Problem
Among the records that follow, how many lines contain the word "struct"? Give the number and no other words.
***** Exercise material *****
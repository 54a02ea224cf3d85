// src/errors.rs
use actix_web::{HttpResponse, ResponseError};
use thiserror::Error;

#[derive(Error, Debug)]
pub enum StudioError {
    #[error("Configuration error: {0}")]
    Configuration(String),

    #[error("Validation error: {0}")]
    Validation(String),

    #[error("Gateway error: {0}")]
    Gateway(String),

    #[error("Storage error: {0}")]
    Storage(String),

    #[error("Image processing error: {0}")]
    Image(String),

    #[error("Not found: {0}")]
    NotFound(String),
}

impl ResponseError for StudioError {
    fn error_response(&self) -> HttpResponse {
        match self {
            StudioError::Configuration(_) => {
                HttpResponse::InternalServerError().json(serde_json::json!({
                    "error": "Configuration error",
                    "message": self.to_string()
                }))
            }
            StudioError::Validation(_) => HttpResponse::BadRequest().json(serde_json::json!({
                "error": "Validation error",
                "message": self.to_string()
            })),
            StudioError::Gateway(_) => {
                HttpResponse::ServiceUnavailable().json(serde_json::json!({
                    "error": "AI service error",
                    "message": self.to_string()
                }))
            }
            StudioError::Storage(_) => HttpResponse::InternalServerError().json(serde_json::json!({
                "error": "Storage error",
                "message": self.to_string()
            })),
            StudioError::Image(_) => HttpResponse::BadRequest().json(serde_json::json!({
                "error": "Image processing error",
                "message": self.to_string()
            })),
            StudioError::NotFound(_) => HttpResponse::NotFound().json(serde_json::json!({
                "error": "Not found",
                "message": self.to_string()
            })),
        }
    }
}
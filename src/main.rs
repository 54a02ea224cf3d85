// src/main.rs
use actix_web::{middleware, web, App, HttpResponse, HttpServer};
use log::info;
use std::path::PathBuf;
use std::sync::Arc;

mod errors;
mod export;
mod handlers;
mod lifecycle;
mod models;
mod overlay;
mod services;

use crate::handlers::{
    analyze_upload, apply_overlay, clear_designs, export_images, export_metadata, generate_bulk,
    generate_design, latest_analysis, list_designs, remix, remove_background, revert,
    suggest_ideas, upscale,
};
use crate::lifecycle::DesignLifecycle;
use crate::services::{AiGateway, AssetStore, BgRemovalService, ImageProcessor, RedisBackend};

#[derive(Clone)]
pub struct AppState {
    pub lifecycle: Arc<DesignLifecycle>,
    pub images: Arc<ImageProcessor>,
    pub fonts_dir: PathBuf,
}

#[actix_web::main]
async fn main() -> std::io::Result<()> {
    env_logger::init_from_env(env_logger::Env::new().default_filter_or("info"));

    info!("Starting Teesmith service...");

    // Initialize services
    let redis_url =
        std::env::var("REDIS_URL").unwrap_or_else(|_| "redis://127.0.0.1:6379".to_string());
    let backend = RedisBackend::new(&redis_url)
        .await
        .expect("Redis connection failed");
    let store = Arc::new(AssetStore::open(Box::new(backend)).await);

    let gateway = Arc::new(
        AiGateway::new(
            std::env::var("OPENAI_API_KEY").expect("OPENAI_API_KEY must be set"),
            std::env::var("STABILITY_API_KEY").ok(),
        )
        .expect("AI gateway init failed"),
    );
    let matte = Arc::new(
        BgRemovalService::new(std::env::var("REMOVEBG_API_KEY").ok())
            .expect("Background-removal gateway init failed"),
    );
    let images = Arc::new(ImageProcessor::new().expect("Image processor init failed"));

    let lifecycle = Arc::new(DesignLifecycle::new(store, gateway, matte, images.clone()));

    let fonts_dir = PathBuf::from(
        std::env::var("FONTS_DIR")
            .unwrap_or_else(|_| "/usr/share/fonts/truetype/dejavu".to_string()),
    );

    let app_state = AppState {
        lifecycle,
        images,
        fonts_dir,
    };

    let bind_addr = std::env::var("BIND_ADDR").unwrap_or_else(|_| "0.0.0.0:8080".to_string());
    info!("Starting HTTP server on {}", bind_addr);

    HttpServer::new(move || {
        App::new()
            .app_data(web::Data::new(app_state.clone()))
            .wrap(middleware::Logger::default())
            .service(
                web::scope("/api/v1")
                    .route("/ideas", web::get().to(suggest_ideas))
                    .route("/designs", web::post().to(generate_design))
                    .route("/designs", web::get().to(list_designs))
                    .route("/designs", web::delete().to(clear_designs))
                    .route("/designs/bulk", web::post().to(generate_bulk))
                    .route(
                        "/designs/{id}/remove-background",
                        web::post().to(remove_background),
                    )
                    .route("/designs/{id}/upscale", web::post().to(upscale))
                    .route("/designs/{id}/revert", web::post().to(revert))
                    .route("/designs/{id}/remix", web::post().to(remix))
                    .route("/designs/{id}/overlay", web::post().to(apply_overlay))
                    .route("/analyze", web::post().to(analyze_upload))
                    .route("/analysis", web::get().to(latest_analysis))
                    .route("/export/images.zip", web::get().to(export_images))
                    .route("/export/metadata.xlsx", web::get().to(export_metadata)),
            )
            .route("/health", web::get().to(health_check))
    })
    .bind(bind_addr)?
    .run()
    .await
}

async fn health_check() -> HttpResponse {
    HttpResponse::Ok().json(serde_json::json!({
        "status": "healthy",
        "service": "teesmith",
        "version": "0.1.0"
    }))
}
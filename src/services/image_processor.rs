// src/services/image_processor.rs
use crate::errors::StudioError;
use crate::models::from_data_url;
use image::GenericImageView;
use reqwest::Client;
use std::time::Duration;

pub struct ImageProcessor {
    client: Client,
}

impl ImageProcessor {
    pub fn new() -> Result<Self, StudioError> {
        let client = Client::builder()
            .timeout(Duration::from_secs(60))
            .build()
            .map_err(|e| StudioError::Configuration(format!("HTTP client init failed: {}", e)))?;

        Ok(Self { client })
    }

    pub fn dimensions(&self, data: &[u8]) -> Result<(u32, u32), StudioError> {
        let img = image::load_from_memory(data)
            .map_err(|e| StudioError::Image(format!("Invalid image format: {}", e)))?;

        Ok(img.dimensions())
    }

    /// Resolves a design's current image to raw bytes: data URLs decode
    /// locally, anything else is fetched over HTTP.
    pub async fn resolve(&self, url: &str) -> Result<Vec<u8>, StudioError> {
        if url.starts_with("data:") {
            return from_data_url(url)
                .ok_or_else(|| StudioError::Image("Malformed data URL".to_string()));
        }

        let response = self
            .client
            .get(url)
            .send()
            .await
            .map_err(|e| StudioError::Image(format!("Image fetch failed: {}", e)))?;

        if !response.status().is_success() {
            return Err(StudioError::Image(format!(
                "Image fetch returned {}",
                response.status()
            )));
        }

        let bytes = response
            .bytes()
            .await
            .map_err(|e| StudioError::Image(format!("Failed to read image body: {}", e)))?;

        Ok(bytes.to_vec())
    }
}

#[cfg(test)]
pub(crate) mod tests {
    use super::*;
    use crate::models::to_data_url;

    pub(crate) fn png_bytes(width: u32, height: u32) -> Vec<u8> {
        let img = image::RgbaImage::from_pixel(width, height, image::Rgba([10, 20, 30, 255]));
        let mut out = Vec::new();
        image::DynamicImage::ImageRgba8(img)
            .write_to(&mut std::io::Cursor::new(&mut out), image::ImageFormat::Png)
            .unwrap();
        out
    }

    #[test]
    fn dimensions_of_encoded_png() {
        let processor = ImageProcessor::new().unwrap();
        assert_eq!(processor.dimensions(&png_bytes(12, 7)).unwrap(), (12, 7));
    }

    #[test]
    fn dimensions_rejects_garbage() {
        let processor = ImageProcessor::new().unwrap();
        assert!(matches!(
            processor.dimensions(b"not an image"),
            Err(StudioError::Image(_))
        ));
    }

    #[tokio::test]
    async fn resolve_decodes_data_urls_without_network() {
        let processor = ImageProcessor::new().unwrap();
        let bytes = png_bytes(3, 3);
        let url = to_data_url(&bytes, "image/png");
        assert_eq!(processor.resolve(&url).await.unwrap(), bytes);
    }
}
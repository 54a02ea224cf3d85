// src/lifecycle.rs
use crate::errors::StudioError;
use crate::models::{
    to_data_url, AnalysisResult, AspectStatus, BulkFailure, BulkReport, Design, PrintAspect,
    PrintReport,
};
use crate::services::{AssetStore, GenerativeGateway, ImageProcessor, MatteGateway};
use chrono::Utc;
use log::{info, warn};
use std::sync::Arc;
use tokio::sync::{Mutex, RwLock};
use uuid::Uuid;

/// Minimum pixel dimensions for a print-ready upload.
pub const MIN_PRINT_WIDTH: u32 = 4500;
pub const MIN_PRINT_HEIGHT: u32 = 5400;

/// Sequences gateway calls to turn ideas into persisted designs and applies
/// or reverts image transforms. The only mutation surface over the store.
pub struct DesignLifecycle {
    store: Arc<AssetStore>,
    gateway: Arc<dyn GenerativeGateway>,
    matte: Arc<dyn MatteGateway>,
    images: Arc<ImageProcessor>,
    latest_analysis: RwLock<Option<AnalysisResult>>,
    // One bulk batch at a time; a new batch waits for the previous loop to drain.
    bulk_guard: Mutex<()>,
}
*****
Task response
3